New horizons in dirhodium(II) catalysis

Abstract

Cyclopropanes are versatile structural motifs found in pharmaceuticals, agrochemicals, and natural products. The synthesis of certain cyclopropane motifs in a stereoselective manner is challenging and therefore remains a focus point in asymmetric catalysis. One such challenging motif to obtain in an optically pure manner are 1,1-disubstituted (trifluoromethyl)cyclopropanes motifs. This thesis presents a new approach that employs a bench-stable carbene source in asymmetric cyclopropanation catalyzed by a [BiRh] paddlewheel complex, providing ready access to compounds of this type, which can be further derivatized.

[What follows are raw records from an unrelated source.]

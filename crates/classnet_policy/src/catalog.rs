//! In-memory catalog of classrooms and rule groups.
//!
//! Stand-in for the administration application's data. Loaded from a JSON
//! file of the form:
//!
//! ```json
//! {
//!   "classrooms": [{ "id": "lab-a", "name": "Lab A", "defaultGroupId": "base" }],
//!   "groups": [{ "id": "base", "name": "base", "rules": [{ "kind": "whitelist", "value": "example.org" }] }]
//! }
//! ```

use classnet_common::models::{Classroom, RuleGroup};
use classnet_common::services::{BoxFuture, PolicyCatalog};
use classnet_common::ClassnetError;
use serde::{Deserialize, Serialize};
use std::collections::HashSet;
use std::path::Path;
use std::sync::{RwLock, RwLockReadGuard};
use tracing::{info, warn};

use crate::error::PolicyError;

#[derive(Debug, Clone, Default, Serialize, Deserialize)]
pub struct CatalogData {
    #[serde(default)]
    pub classrooms: Vec<Classroom>,
    #[serde(default)]
    pub groups: Vec<RuleGroup>,
}

impl CatalogData {
    fn validate(&self) -> Result<(), PolicyError> {
        let mut seen = HashSet::new();
        for classroom in &self.classrooms {
            if !seen.insert(classroom.id.as_str()) {
                return Err(PolicyError::Duplicate(format!("classroom id '{}'", classroom.id)));
            }
        }
        let mut names = HashSet::new();
        for classroom in &self.classrooms {
            if !names.insert(classroom.name.to_lowercase()) {
                return Err(PolicyError::Duplicate(format!("classroom name '{}'", classroom.name)));
            }
        }

        let mut group_ids = HashSet::new();
        let mut group_names = HashSet::new();
        for group in &self.groups {
            if !group_ids.insert(group.id.as_str()) {
                return Err(PolicyError::Duplicate(format!("group id '{}'", group.id)));
            }
            if !group_names.insert(group.name.as_str()) {
                return Err(PolicyError::Duplicate(format!("group name '{}'", group.name)));
            }
        }

        for classroom in &self.classrooms {
            if let Some(group_id) = classroom.effective_group_id() {
                if !group_ids.contains(group_id) {
                    warn!(classroom = %classroom.id, group = %group_id, "Classroom references unknown group");
                }
            }
        }
        Ok(())
    }
}

#[derive(Debug, Default)]
pub struct InMemoryPolicyCatalog {
    data: RwLock<CatalogData>,
}

impl InMemoryPolicyCatalog {
    pub fn new(data: CatalogData) -> Result<Self, PolicyError> {
        data.validate()?;
        Ok(Self {
            data: RwLock::new(data),
        })
    }

    pub fn from_json_str(json: &str) -> Result<Self, PolicyError> {
        Self::new(serde_json::from_str(json)?)
    }

    pub fn from_file(path: impl AsRef<Path>) -> Result<Self, PolicyError> {
        let path = path.as_ref();
        let raw = std::fs::read_to_string(path)?;
        let catalog = Self::from_json_str(&raw)?;
        if let Ok(data) = catalog.data.read() {
            info!(
                path = %path.display(),
                classrooms = data.classrooms.len(),
                groups = data.groups.len(),
                "Policy catalog loaded"
            );
        }
        Ok(catalog)
    }

    /// Swap in new catalog content atomically.
    pub fn replace(&self, data: CatalogData) -> Result<(), PolicyError> {
        data.validate()?;
        let mut guard = self.data.write().map_err(|_| PolicyError::Poisoned)?;
        *guard = data;
        Ok(())
    }

    fn read(&self) -> Result<RwLockReadGuard<'_, CatalogData>, ClassnetError> {
        self.data
            .read()
            .map_err(|_| ClassnetError::from(PolicyError::Poisoned))
    }

    fn find_classroom(
        &self,
        pred: impl Fn(&Classroom) -> bool,
    ) -> Result<Option<Classroom>, ClassnetError> {
        Ok(self.read()?.classrooms.iter().find(|c| pred(c)).cloned())
    }

    fn find_group(
        &self,
        pred: impl Fn(&RuleGroup) -> bool,
    ) -> Result<Option<RuleGroup>, ClassnetError> {
        Ok(self.read()?.groups.iter().find(|g| pred(g)).cloned())
    }
}

impl PolicyCatalog for InMemoryPolicyCatalog {
    fn classroom_by_id<'a>(
        &'a self,
        id: &'a str,
    ) -> BoxFuture<'a, Option<Classroom>, ClassnetError> {
        let result = self.find_classroom(|c| c.id == id);
        Box::pin(async move { result })
    }

    fn classroom_by_name<'a>(
        &'a self,
        name: &'a str,
    ) -> BoxFuture<'a, Option<Classroom>, ClassnetError> {
        let name = name.trim();
        let result = self.find_classroom(|c| c.name.eq_ignore_ascii_case(name));
        Box::pin(async move { result })
    }

    fn group_by_id<'a>(&'a self, id: &'a str) -> BoxFuture<'a, Option<RuleGroup>, ClassnetError> {
        let result = self.find_group(|g| g.id == id);
        Box::pin(async move { result })
    }

    fn group_by_export_name<'a>(
        &'a self,
        name: &'a str,
    ) -> BoxFuture<'a, Option<RuleGroup>, ClassnetError> {
        let result = self.find_group(|g| g.name == name);
        Box::pin(async move { result })
    }
}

Additionally, a novel chiral dirhodium catalyst was developed, which bears its chirality on the metal centers themselves and not on the ligand sphere. This heterochiral-at-metal complex exhibited remarkable efficiency and selectivity in the asymmetric cyclopropanation of α-stannylated and α-trifluoromethylated diazoesters, providing products with excellent enantio- and diastereocontrol. DFT studies revealed that the amidate ligand plays a decisive role in stereocontrol through interligand hydrogen bonding and selective carbene formation at the [O₃N]-face of the catalyst. Furthermore, in a performed case study, the general widely held belief that carbene formation is the rate-determining step in the catalytic cycle of a cyclopropanation reaction could be debunked. Extensive DFT studies of an intramolecular cyclopropanation reaction with a heteroleptic amidate complex showed that the rate-determining step is the cyclopropanation event rather than carbene formation. This finding was verified by detection of the carbene intermediate under truly catalytic settings via in situ 13C NMR spectroscopy—an unprecedented experimental observation.